When I first Dr. Berri’s site his wins produced model appealed to me because it does seem that most quantitative analysis of basketball overemphasized scoring to this point. I found Dr. Berri’s writing compelling and intutive. So when Dr. Berri linked over to your site and I was able to follow day in and day out you work putting the model to work to make predictions and find intriguing nuggets of info, I was thrilled. I didn’t do a lot of thinking about the ins and outs of what you were saying because like Dr. Berri’s I found your writing authorative and intuitive.
When the season started and you started comparing the predictive success of the various models a concern creeped into my thinking. This simmons guy (who I read and listen to frequently) was doing pretty good. This made me think, if simmons, a guy who spends a considerable amount of time analyzing other sports, could do this well, it’s not inconcievable that someone who is paid to analyze basketball could do as well or perhaps better than the model without all the quant stuff. Maybe it wasn’t time to fire all the GM’s yet 😉
I began to think about what I did and didn’t like about the model.
* On the offensive side of the ball I love the emphasis on effectiveness over volume and in particular how much turnovers are penalized.
* I’m not entirely thrilled about the value of assists. I don’t like ’em because their recording is subjective so if you play more games for a generous stat crew you do better. And as a basketball player I’ve been in plenty of situations where the shooter does more of the work (i.e. choosing when and where to cut, coming of a screen correctly, etc.) that leads to the basket then an assister and it seems odd to get the same credit for that play as one where there is some real passing magic.
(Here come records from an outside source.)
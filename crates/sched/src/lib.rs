//! Spill scheduler: dedup cache, job queue, coalescing wakeup, drain loop.

#![forbid(unsafe_code)]

use std::sync::{Arc, Mutex, OnceLock};

use metrics::{counter, histogram};
use rustc_hash::FxHashMap;
use spill_core::{ContentHash, Job, OriginKey};
use spill_host::SheetHost;
use spill_inject::Injector;
use tokio::sync::{watch, Notify};
use tracing::{debug, info};

/// Last accepted content hash per origin. Entries are overwritten, never
/// removed; growth is bounded by the distinct origins seen in-process.
#[derive(Default)]
pub struct DedupCache {
    last: Mutex<FxHashMap<OriginKey, ContentHash>>,
}

impl DedupCache {
    pub fn new() -> Self {
        Self::default()
    }

    /// Check-and-set in one critical section. Returns `false` (recording
    /// nothing) when `hash` is already the last accepted for `key`,
    /// otherwise records it and returns `true`.
    pub fn should_accept(&self, key: OriginKey, hash: ContentHash) -> bool {
        let mut last = self.last.lock().unwrap();
        if last.get(&key) == Some(&hash) {
            counter!("dedup_suppressed_total", 1u64);
            return false;
        }
        last.insert(key, hash);
        true
    }

    pub fn len(&self) -> usize {
        self.last.lock().unwrap().len()
    }

    pub fn is_empty(&self) -> bool {
        self.len() == 0
    }
}

/// FIFO queue of pending jobs. Producers append under lock; the drain side
/// swaps the whole backing vector out, so injection work never holds it.
#[derive(Default)]
pub struct JobQueue {
    pending: Mutex<Vec<Job>>,
}

impl JobQueue {
    pub fn new() -> Self {
        Self::default()
    }

    pub fn enqueue(&self, job: Job) {
        self.pending.lock().unwrap().push(job);
        counter!("queue_enqueued_total", 1u64);
    }

    /// Atomically empty the queue, returning its contents in enqueue order.
    /// The lock is released before the caller touches any job.
    pub fn drain_all(&self) -> Vec<Job> {
        std::mem::take(&mut *self.pending.lock().unwrap())
    }

    pub fn len(&self) -> usize {
        self.pending.lock().unwrap().len()
    }

    pub fn is_empty(&self) -> bool {
        self.len() == 0
    }
}

/// One-shot coalescing wakeup for the drain loop. The endpoint is created
/// once, on first use; redundant requests between drains collapse into a
/// single stored permit, so the loop wakes at least once more and processes
/// whatever is queued.
#[derive(Default)]
pub struct Wakeup {
    endpoint: OnceLock<Arc<Notify>>,
}

impl Wakeup {
    pub fn new() -> Self {
        Self::default()
    }

    /// Create the endpoint if it does not exist yet and return it.
    pub fn ensure_endpoint(&self) -> Arc<Notify> {
        self.endpoint.get_or_init(|| Arc::new(Notify::new())).clone()
    }

    /// Ask the drain loop to run at its next opportunity. Non-blocking.
    pub fn request(&self) {
        self.ensure_endpoint().notify_one();
        counter!("wakeup_requested_total", 1u64);
    }
}

/// Controls a spawned drain loop.
pub struct DrainHandle {
    task: tokio::task::JoinHandle<()>,
    stop: watch::Sender<bool>,
}

impl DrainHandle {
    /// Stop the loop. Pending jobs are dropped without injection; an
    /// injection already in flight finishes first.
    pub async fn shutdown(self) {
        let _ = self.stop.send(true);
        let _ = self.task.await;
    }
}

/// Spawn the drain loop: the execution context that owns document mutation
/// rights. Each wakeup drains the whole queue and injects job by job, in
/// enqueue order.
pub fn spawn_drain(
    queue: Arc<JobQueue>,
    wakeup: &Wakeup,
    host: Arc<dyn SheetHost>,
    injector: Injector,
) -> DrainHandle {
    let notify = wakeup.ensure_endpoint();
    let (stop_tx, mut stop_rx) = watch::channel(false);
    let task = tokio::spawn(async move {
        info!("drain loop started");
        loop {
            tokio::select! {
                _ = notify.notified() => {
                    let batch = queue.drain_all();
                    if batch.is_empty() {
                        continue;
                    }
                    let t0 = std::time::Instant::now();
                    let n = batch.len();
                    for job in batch {
                        injector.inject(host.as_ref(), job);
                    }
                    histogram!("drain_batch_ms", t0.elapsed().as_secs_f64() * 1000.0);
                    debug!(jobs = n, "drain cycle done");
                }
                _ = stop_rx.changed() => {
                    let dropped = queue.drain_all().len();
                    if dropped > 0 {
                        debug!(dropped, "pending jobs dropped at shutdown");
                    }
                    break;
                }
            }
        }
        info!("drain loop stopped");
    });
    DrainHandle { task, stop: stop_tx }
}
* On the other side of the ball I had some reservations about defensive rebounds not taking into account the defensive effort that lead to the rebound
When guy and some dude started beating the rebounding drum I thought, great we’re going to get somewhere on one of the areas I though the model might need som refinement. Unfortunately it doesn’t seem that way. In all fairness I haven’t read either of Dr. Berri’s books. But it seems to me that rather than address Guy/Some dude’s specific criticisms you have both tended to point back to previous work or generate new data that looks synonmous with old data. In other words I don’t feel like you’ve said, what if we were wrong, how we would go about proving that based on these criticisms. Instead you’ve said look at how self consistent our data is, and, here is more data that demonstrates consistency. As an engineer I know how easy it is to generate self consistent data and still miss something huge so I haven’t found this especially convincing. On the other hand, as this has dragged on I think guy has taken the less useful role of being a critic rather than a member of the community. As a critic I don’t think someone has to offer an alternative, only demonstrate flaws. But as a member of a community, I think you have a responsibility to follow up flaws with at least attempts at solutions.
entityabyss
12/09/2010
Guy, I don’t see this 1/5 decrease in rebounds. Of the four players you included, the big reduction in rebounds was mostly due to the decrease in reid’s rebounding rather than the rest. Also, you fail to include the rest of players, who the majority of saw no decrease or rather an increase in rebound numbers.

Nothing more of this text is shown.